SATU saudara Subud menyampaikan kepada saya bahwa ia berharap semua saudara-saudara kandungnya maupun orang tuanya masuk Subud, agar ia tidak perlu sendirian menanggung “warisan” leluhurnya yang harus ia bersihkan. Saya pun memiliki harapan yang sama, tetapi kami menyikapi harapan itu sebagai sebuah lelucon belaka. Karena “pembersihan diri ditanggung bersama oleh seluruh anggota keluarga” tidak ada dalam kamus Subud.
Di Indonesia, kekeluargaan sangat kuat. Terlihat salah satunya dari kebiasaan mudik (pulang kampung) yang demikian marak menjelang Idulfitri, hingga pemerintah pun secara serius membuat strategi penyediaan sarana transportasi yang memadai untuk itu. Budaya Indonesia sangat menekankan pentingnya kekeluargaan, yang terlihat dari sistem kekerabatan yang erat dan nilai-nilai seperti kepedulian serta keinginan untuk berbagi dengan sesama.
Dalam berbagai hal, seluruh anggota keluarga Indonesia terlibat meskipun untuk kepentingan perorangan. Prinsip hidup yang dianut orang Indonesia pada umumnya adalah “Keluarga adalah tempat seorang individu berpulang”. Sehingga, meski terkesan tidak mandiri, satu anggota keluarga ketika menghadapi masalah akan mendapat dukungan penuh, baik moril maupun materi, dari seluruh anggota keluarga lainnya.
Hubungan kekeluargaan di Indonesia penting karena berfungsi sebagai fondasi pembentukan karakter dan pendidikan nilai-nilai moral, sosial, dan agama, serta sebagai tumpuan untuk memenuhi kebutuhan dasar, memberikan rasa aman, dan memastikan kesejahteraan anggota keluarga. Selain itu, keluarga merupakan pilar utama pembangunan bangsa dan ketahanan nasional, di mana keluarga yang kuat akan membentuk masyarakat yang kokoh dan penerus generasi yang berkualitas.
Hubungan kekeluargaan di Indonesia sangat kuat karena dipengaruhi oleh sistem kekerabatan yang erat, nilai-nilai budaya seperti gotong royong dan rasa kepedulian, serta dukungan dari lingkungan masyarakat desa yang interaktif.
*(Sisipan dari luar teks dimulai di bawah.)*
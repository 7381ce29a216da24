//! Drive media: uploads into a Bitable attachment slot and downloads by token.

use crate::error::{LarkError, Result};
use crate::lark::bitable::{BitableClient, Record};
use crate::lark::client::{Download, LarkClient};
use crate::multipart::{self, Attachment, MultipartMessage, Part};

/// Lark rejects media uploads above 20MB.
pub const LARK_MAX_FILE_UPLOAD_BYTES: usize = 20 * 1024 * 1024;

/// Bitable attachments live under this parent type.
pub const BITABLE_PARENT_TYPE: &str = "bitable_file";

const FALLBACK_FILE_NAME: &str = "file";

/// A named file and its bytes.
#[derive(Debug, Clone, PartialEq, Eq)]
pub struct FileBody {
    pub file_name: String,
    pub content_type: String,
    pub bytes: Vec<u8>,
}

/// One file headed for `drive/v1/medias/upload_all`.
#[derive(Debug, Clone, PartialEq, Eq)]
pub struct MediaUpload {
    pub file_name: String,
    pub content_type: String,
    pub parent_type: String,
    pub parent_node: String,
    pub bytes: Vec<u8>,
}

impl MediaUpload {
    /// Upload targeting the attachment storage of a Bitable app.
    pub fn for_bitable(
        app_token: impl Into<String>,
        file_name: impl Into<String>,
        content_type: impl Into<String>,
        bytes: Vec<u8>,
    ) -> Self {
        Self {
            file_name: file_name.into(),
            content_type: content_type.into(),
            parent_type: BITABLE_PARENT_TYPE.to_string(),
            parent_node: app_token.into(),
            bytes,
        }
    }

    /// The form expected by `upload_all`; `size` always matches the file part.
    pub fn to_message(&self) -> MultipartMessage {
        MultipartMessage::new()
            .with(Part::text("file_name", self.file_name.as_str()))
            .with(Part::text("parent_type", self.parent_type.as_str()))
            .with(Part::text("parent_node", self.parent_node.as_str()))
            .with(Part::text("size", self.bytes.len().to_string()))
            .with(Part::file(
                "file",
                self.file_name.as_str(),
                self.content_type.as_str(),
                self.bytes.clone(),
            ))
    }
}

/// An inbound upload request: where the file goes and the file itself.
#[derive(Debug, Clone, PartialEq, Eq)]
pub struct UploadForm {
    pub file: FileBody,
    pub app_token: Option<String>,
    pub table_id: Option<String>,
    pub record_id: Option<String>,
}

fn non_empty(value: Option<&str>) -> Option<String> {
    value
        .map(str::trim)
        .filter(|v| !v.is_empty())
        .map(str::to_string)
}

impl UploadForm {
    /// Pull the attachment and routing fields out of a decoded form.
    ///
    /// The `file_name` field overrides the attachment's own filename.
    pub fn from_message(message: &MultipartMessage, max_bytes: usize) -> Result<Self> {
        let Attachment {
            filename,
            content_type,
            bytes,
            ..
        } = message.require_attachment()?;
        if bytes.len() > max_bytes {
            return Err(LarkError::PayloadTooLarge {
                size: bytes.len(),
                limit: max_bytes,
            });
        }
        let file_name = non_empty(message.text("file_name"))
            .or_else(|| non_empty(Some(filename)))
            .unwrap_or_else(|| FALLBACK_FILE_NAME.to_string());

        Ok(Self {
            file: FileBody {
                file_name,
                content_type: content_type.to_string(),
                bytes: bytes.to_vec(),
            },
            app_token: non_empty(message.text("app_token")),
            table_id: non_empty(message.text("table_id")),
            record_id: non_empty(message.text("record_id")),
        })
    }

    /// Decode a raw request body and extract the upload.
    pub fn parse(body: &[u8], content_type: &str, max_bytes: usize) -> Result<Self> {
        let message = multipart::decode_with_content_type(body, content_type)?;
        Self::from_message(&message, max_bytes)
    }
}
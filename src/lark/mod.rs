//! Lark / Feishu Open Platform client.

pub mod bitable;
pub mod client;
pub mod drive;
pub mod im;
pub mod token;

pub use bitable::{BitableClient, Page, Record, Snapshot, TableInfo, TableRecords};
pub use client::{Download, LarkClient, RetryPolicy};
pub use drive::{DriveClient, FileBody, MediaUpload, UploadForm, UploadTarget, LARK_MAX_FILE_UPLOAD_BYTES};
pub use im::{CardSender, ImClient};
pub use token::{TenantTokenIssuer, TokenCache, TokenIssuer};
Warisan budaya dan kebiasaan berbagi serta bekerja sama ini membentuk ikatan kuat antar anggota keluarga dan komunitas, yang menjadi fondasi ketahanan sosial masyarakat.
Banyak masyarakat Indonesia, terutama di desa, hidup dalam komunitas yang relatif kecil dengan pola pemukiman berdekatan. Hal ini memungkinkan interaksi yang lebih intens dan sering kali mempererat hubungan kekerabatan antar warga, karena mereka biasanya memiliki keturunan yang sama atau hubungan keluarga.
Keterlibatan keluarga besar dalam menopang proses kehidupan anggota individunya dapat dipahami kalau kita menghayati hubungan kekerabatan di Indonesia. Yang menjadi keheranan saya adalah bagaimana keluarga pun dapat terlibat secara penuh dalam aktivitas spiritual salah satu anggotanya, sementara spiritualitas bersifat pribadi, dimana setiap individu memiliki pengalaman, keyakinan, dan cara sendiri untuk mencari makna, tujuan hidup, serta hubungan dengan sesuatu yang lebih besar dari diri mereka sendiri, seperti alam semesta atau kekuatan yang lebih tinggi. Tetapi di Subud Indonesia dalam 15 tahun terakhir muncul fenomena yang unik, dengan bergabungnya satu keluarga secara bersama-sama ke Subud. Mereka melalui masa kandidatan tiga bulan mereka secara berbarengan, dan pembukaannya pun bersifat “pembukaan sekeluarga” pada tanggal dan jam yang sama, hanya berbeda ruangan karena perbedaan jenis kelamin dari ayah, ibu dan anak-anak mereka.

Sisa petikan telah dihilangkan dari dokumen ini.